* _Work to complete_
Please copy out every line in the entries that includes the word "Could".

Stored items
# # #

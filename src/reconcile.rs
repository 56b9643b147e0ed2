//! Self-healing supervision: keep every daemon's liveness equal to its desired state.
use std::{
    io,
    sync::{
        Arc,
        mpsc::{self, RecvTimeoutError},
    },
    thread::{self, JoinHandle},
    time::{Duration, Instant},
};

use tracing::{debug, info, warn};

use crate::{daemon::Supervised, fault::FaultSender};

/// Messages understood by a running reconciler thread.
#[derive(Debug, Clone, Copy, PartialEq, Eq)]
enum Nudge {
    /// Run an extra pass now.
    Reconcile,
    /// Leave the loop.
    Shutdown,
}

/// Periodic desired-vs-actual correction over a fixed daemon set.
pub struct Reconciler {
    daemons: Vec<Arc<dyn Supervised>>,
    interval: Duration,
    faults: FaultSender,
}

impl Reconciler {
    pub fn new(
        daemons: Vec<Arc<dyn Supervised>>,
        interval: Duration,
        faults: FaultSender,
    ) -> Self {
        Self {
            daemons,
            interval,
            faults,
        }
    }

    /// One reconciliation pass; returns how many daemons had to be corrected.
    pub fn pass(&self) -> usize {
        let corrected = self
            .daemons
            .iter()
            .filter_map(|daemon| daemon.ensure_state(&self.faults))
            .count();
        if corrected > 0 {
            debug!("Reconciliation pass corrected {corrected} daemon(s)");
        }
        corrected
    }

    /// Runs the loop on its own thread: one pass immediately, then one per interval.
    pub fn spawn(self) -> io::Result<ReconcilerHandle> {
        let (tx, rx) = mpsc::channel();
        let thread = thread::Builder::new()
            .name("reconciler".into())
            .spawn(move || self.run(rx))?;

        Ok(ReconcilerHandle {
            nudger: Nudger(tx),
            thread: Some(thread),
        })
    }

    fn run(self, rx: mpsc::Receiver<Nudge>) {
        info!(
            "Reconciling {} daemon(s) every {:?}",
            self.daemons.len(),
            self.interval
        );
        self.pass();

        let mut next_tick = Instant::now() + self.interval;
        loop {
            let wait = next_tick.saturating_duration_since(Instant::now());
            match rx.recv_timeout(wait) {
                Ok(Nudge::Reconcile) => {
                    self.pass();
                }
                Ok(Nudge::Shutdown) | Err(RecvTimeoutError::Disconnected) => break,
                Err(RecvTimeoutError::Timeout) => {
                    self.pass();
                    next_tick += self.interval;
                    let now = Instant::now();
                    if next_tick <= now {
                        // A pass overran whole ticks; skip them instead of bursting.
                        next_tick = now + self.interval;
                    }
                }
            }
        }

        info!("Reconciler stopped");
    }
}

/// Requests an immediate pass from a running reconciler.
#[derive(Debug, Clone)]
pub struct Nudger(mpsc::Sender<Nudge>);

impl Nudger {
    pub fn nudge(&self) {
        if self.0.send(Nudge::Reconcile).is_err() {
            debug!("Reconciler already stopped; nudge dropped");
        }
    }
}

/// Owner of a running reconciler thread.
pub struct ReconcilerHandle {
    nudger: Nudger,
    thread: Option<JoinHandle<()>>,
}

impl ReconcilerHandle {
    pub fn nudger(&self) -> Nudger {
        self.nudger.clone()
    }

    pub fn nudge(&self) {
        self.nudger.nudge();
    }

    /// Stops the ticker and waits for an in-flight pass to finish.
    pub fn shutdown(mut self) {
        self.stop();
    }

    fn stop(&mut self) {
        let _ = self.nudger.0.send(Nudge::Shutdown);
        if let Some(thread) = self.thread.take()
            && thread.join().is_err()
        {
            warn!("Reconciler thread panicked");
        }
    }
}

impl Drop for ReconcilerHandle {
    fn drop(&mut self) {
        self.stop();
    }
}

# # #

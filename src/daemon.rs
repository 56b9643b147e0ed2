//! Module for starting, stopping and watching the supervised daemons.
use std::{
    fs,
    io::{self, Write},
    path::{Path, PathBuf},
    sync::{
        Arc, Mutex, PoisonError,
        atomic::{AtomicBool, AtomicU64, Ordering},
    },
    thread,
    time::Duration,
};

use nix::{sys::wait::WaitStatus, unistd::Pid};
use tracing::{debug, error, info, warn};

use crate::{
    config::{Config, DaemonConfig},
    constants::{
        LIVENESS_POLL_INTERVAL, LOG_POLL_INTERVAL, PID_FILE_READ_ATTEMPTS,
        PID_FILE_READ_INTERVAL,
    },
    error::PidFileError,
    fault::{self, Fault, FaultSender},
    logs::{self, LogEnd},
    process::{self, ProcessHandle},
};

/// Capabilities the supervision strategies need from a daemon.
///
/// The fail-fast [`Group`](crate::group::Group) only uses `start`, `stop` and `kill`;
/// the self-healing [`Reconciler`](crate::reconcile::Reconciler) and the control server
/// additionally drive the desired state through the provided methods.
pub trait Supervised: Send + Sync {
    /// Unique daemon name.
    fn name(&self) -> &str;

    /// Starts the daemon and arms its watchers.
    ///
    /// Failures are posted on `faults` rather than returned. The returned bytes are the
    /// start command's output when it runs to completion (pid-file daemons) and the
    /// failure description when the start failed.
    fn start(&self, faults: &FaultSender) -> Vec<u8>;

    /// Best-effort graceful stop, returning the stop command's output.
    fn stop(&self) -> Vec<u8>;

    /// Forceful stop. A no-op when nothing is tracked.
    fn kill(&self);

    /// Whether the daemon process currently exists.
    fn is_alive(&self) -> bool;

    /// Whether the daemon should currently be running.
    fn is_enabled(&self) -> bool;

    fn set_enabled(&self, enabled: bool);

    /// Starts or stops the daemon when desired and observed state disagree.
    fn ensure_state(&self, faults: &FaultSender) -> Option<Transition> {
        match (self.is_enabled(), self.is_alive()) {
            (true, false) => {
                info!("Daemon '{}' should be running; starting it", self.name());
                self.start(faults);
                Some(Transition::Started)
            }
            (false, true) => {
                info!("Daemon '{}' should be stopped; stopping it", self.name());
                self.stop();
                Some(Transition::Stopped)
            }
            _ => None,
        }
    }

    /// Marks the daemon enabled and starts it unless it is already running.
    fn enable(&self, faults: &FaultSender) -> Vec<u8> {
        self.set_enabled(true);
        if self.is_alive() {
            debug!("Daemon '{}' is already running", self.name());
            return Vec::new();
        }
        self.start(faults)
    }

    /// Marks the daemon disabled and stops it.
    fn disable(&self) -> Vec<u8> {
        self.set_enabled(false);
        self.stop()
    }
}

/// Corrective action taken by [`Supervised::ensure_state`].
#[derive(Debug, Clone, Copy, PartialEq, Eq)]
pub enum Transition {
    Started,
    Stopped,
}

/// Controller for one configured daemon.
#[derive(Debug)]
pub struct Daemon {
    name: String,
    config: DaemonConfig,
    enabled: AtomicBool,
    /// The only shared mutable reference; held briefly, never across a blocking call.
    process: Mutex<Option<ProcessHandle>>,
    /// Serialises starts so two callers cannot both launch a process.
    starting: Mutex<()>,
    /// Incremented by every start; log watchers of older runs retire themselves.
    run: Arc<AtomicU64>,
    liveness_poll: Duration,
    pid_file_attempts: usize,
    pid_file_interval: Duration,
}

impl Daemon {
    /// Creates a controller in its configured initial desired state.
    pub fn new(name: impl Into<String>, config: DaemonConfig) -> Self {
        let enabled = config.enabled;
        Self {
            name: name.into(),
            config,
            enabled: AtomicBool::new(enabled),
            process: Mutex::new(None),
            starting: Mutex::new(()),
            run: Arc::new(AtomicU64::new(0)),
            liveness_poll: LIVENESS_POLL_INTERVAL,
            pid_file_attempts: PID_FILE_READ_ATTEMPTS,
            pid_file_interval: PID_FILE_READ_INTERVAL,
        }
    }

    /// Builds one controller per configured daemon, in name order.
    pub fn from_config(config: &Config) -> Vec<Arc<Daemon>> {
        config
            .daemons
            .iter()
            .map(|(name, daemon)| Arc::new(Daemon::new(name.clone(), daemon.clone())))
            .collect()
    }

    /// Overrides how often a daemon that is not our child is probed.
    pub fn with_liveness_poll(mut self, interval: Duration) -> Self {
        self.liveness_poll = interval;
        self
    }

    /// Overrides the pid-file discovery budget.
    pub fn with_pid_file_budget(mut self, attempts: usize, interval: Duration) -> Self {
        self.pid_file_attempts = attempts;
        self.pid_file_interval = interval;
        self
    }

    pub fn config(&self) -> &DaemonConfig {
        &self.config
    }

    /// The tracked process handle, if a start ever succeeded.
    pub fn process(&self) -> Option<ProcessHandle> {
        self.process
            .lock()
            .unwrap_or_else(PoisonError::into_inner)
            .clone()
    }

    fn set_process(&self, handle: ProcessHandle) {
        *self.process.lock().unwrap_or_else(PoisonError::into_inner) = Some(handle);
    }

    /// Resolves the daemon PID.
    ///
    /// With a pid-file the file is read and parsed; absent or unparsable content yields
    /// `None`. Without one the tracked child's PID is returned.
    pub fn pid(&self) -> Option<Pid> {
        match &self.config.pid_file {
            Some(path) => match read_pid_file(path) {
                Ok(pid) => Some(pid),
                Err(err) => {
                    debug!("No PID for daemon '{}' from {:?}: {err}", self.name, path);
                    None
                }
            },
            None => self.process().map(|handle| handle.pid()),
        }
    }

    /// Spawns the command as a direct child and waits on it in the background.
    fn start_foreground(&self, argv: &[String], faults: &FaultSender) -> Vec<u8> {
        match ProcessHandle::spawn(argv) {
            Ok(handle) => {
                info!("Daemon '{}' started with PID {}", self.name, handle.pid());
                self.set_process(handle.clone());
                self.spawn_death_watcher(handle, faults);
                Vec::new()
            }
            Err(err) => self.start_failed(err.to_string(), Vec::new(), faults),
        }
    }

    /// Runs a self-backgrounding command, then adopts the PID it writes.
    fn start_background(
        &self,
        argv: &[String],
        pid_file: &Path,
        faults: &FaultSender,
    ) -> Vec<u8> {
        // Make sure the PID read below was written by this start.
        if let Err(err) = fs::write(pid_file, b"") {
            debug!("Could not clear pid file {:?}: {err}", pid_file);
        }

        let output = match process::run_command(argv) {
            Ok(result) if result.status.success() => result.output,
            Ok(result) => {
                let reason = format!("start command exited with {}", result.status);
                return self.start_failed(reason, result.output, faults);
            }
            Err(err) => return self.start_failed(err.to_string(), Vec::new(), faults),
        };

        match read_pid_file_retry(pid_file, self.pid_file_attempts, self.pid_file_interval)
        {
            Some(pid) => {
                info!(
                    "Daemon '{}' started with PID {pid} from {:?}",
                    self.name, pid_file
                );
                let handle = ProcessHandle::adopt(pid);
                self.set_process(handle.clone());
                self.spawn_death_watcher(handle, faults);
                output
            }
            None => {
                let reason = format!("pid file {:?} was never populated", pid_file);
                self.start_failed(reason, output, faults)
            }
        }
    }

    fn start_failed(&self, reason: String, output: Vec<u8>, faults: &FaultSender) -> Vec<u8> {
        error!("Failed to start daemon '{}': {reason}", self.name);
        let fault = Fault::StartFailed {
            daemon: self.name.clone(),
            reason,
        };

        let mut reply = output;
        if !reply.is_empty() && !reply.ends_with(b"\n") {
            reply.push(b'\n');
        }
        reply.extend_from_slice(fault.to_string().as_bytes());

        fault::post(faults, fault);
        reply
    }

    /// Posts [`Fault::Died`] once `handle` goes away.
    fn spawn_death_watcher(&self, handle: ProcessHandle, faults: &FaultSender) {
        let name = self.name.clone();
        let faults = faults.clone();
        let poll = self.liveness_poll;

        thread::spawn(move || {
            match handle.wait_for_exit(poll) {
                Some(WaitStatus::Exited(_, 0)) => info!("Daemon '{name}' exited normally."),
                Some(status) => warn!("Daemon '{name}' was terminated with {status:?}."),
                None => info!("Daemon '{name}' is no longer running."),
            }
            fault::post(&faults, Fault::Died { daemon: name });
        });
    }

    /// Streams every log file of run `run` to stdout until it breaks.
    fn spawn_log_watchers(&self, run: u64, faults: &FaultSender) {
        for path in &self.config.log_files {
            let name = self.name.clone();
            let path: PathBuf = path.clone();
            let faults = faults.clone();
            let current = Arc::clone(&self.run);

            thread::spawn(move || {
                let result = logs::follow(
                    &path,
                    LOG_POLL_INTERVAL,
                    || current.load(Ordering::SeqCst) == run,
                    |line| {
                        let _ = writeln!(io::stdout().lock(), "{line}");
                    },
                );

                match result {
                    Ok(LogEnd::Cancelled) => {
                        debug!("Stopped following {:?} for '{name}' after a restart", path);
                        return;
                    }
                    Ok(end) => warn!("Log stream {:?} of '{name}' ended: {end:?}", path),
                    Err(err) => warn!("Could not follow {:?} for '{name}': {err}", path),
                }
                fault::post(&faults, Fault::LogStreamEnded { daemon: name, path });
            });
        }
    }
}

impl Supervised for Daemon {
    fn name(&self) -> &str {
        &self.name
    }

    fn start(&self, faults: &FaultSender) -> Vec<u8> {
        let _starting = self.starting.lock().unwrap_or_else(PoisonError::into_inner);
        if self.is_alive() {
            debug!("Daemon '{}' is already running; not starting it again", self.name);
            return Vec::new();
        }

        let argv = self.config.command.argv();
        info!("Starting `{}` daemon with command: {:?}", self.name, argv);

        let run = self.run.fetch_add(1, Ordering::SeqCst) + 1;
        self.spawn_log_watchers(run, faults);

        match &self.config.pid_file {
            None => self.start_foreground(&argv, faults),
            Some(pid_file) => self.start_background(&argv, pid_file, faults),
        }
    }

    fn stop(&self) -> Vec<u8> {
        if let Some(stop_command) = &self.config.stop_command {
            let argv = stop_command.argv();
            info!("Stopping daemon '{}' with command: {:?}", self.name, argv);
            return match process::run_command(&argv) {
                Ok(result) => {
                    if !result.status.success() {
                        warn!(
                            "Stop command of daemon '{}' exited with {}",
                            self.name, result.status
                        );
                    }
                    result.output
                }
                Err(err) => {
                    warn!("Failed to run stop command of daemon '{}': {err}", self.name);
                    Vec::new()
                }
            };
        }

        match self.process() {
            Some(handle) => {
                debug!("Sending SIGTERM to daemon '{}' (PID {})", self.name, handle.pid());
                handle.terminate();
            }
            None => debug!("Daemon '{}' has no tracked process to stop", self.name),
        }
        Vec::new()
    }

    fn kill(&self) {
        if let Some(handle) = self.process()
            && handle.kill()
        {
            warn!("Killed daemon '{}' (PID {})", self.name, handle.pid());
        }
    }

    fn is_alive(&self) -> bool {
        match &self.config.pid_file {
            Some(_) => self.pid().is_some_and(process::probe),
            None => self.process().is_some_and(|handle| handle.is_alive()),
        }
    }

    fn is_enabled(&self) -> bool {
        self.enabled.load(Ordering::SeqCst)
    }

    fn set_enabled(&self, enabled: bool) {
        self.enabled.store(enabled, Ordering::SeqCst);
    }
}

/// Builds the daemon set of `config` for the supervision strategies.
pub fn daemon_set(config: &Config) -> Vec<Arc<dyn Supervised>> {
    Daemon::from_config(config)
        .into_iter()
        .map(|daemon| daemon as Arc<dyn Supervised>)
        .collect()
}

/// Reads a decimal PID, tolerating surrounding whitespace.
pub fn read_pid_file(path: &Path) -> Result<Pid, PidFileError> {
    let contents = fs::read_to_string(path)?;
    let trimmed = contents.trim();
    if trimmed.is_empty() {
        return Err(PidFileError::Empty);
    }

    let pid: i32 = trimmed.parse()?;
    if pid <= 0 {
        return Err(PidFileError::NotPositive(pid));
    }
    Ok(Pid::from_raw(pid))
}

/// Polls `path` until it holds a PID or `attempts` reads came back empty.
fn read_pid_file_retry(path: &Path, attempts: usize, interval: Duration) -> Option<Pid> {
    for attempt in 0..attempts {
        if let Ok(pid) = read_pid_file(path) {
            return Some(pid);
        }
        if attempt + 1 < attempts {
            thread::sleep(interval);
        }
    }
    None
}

# # #

* _Task solution_
            debug!("Could not clear pid file {:?}: {err}", pid_file);
                    Err(err) => warn!("Could not follow {:?} for '{name}': {err}", path),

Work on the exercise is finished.